Citoyens

par la Loge Les Trois Temples
à l'Orient de Carouge

 

En préambule à ce travail sur la citoyenneté - de synthèse plus que de compilation, car ambitionnant d'être plus fidèle à l'esprit qu'à la lettre -, il convient de relever que pas moins de 12 FF∴ de notre Atelier ont contribué par leurs écrits à la réflexion sur le sujet. En cela, ils n'ont fait qu'accomplir un des devoirs du Maçon : celui d'apporter sa pierre personnelle à l'édification du Temple universel.

Si les Etats démocratiques font des citoyens des ayant-droits, dans une juste contrepartie, ceux-ci sont aussi des ayant-devoirs, qui ont l'obligation de contribuer à l'exacte et équitable hauteur de leurs moyens financiers au fonctionnement de la collectivité. Ils se doivent tout autant d'aller voter et élire leurs représentants.

A vrai dire, il n'y a pas des citoyens, seuls chacun sur son île individuelle, mais bien plutôt des concitoyens qui partagent un destin commun et oeuvrent ensemble au bien de la cité. Chacun d'entre nous se trouve sis au centre d'un ensemble de cercles concentriques englobant toujours plus de personnes en proportion de leur pourtour.
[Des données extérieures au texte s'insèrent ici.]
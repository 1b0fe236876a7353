use crate::store::Database;
use crate::transfer::TransferService;

/// Shared gateway state
#[derive(Clone)]
pub struct AppState {
    /// PostgreSQL ledger store
    pub db: Database,
    /// Transfer engine, carrying the configured policy
    pub transfers: TransferService,
}

impl AppState {
    pub fn new(db: Database, transfers: TransferService) -> Self {
        Self { db, transfers }
    }
}
use crate::core::ReferenceSource;
use crate::utils::error::Result;
use async_trait::async_trait;
use std::path::PathBuf;

/// Reads the ASD reference document from disk, for offline runs.
#[derive(Debug, Clone)]
pub struct FileReferenceSource {
    path: PathBuf,
}

impl FileReferenceSource {
    pub fn new(path: impl Into<PathBuf>) -> Self {
        Self { path: path.into() }
    }
}

#[async_trait]
impl ReferenceSource for FileReferenceSource {
    async fn fetch_reference_document(&self) -> Result<String> {
        tracing::debug!("Reading ASD reference document from {}", self.path.display());
        let content = tokio::fs::read_to_string(&self.path).await?;
        Ok(content)
    }
}

#[cfg(test)]
mod tests {
    use super::*;
    use crate::utils::error::WarrantyError;
    use std::io::Write;
    use tempfile::NamedTempFile;

    #[tokio::test]
    async fn test_reads_document() {
        let mut file = NamedTempFile::new().unwrap();
        file.write_all(b"MacBookAir: 3S147\n").unwrap();

        let source = FileReferenceSource::new(file.path());
        assert_eq!(
            source.fetch_reference_document().await.unwrap(),
            "MacBookAir: 3S147\n"
        );
    }

    #[tokio::test]
    async fn test_missing_file() {
        let source = FileReferenceSource::new("/nonexistent/asdcheck");
        let err = source.fetch_reference_document().await.unwrap_err();
        assert!(matches!(err, WarrantyError::IoError(_)));
    }
}
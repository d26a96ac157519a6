use crate::domain::model::SerialNumber;
use crate::utils::error::{Result, WarrantyError};
use std::path::Path;

/// Where the serials of a run come from, in order of precedence.
#[derive(Debug, Clone, PartialEq, Eq)]
pub enum SerialInput<'a> {
    File(&'a Path),
    Arguments(&'a [String]),
    LocalMachine,
}

impl<'a> SerialInput<'a> {
    pub fn select(input_file: Option<&'a Path>, arguments: &'a [String]) -> Self {
        match input_file {
            Some(path) => SerialInput::File(path),
            None if !arguments.is_empty() => SerialInput::Arguments(arguments),
            None => SerialInput::LocalMachine,
        }
    }
}

/// Resolves the serial list; `local_serial` is only called for
/// [`SerialInput::LocalMachine`].
pub fn collect_serials<F>(input: SerialInput<'_>, local_serial: F) -> Result<Vec<SerialNumber>>
where
    F: FnOnce() -> Result<SerialNumber>,
{
    let serials = match input {
        SerialInput::File(path) => {
            tracing::debug!("Reading serial numbers from {}", path.display());
            let content = std::fs::read_to_string(path)?;
            let serials = parse_serial_lines(&content)?;
            if serials.is_empty() {
                return Err(WarrantyError::NoSerialError {
                    reason: format!("{} contains no serial numbers", path.display()),
                });
            }
            serials
        }
        SerialInput::Arguments(arguments) => arguments
            .iter()
            .map(|raw| SerialNumber::new(raw.as_str()))
            .collect::<Result<Vec<_>>>()?,
        SerialInput::LocalMachine => {
            tracing::debug!("No serial numbers given, querying the local machine");
            vec![local_serial()?]
        }
    };

    tracing::info!("Collected {} serial number(s)", serials.len());
    Ok(serials)
}

pub fn parse_serial_lines(content: &str) -> Result<Vec<SerialNumber>> {
    content
        .lines()
        .map(str::trim)
        .filter(|line| !line.is_empty())
        .map(SerialNumber::new)
        .collect()
}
Le premier cercle est celui de la famille. Premier dans le cours de la vie et le plus proche de soi. C'est le lieu primordiale de la sociabilité, de l'apprentissage de la vie à plusieurs. Comme un F∴ le relève, le bon parent - comme le bon conjoint - prépare le/la futur-e bon-ne citoyen-ne. Mais la modernité a affaibli la puissance paternel, l'autorité parentale. Le pater familias, le chef de famille, doit partager son pouvoir avec la mère. La tendance est à toujours moins de contrainte et plus d'indépendance de l'enfant dans sa famille. Notre société individualiste facilite le divorce, le contrat de mariage se calquant de plus en plus sur le modèle des contrats commerciaux avec clause de résiliation rapide. La famille se monoparentélise, après s'être nucléarisée. En sus de la conjugalité, c'est aussi la filiation qui s'effiloche. A quand des frères et soeurs de mêmes père et mère ne portant plus le même nom de famille ?

Être bon citoyen, c'est d'abord être en bon terme avec ses proches, son voisinage, c'est ensuite prendre une part active à la vie associative qui fait beaucoup de la richesse du tissu social. A contrario, être mauvais citoyen, c'est être un égoïste profiteur du système et abuseur du bien commun, troubleur de l'ordre public, pollueur et souilleur des espaces urbain et naturel; c'est être irrespectueux des lois juridiques et morales, inconscient de la nécessité collective, dédaigneux de l'intérêt général, irresponsable envers ses contemporains et les futures générations, irrévérencieux à l'égard de ses aînés et de ses ancêtres. négligeant l'avenir de ses proches et le futur de l'humanité pour jouir de l'instant présent.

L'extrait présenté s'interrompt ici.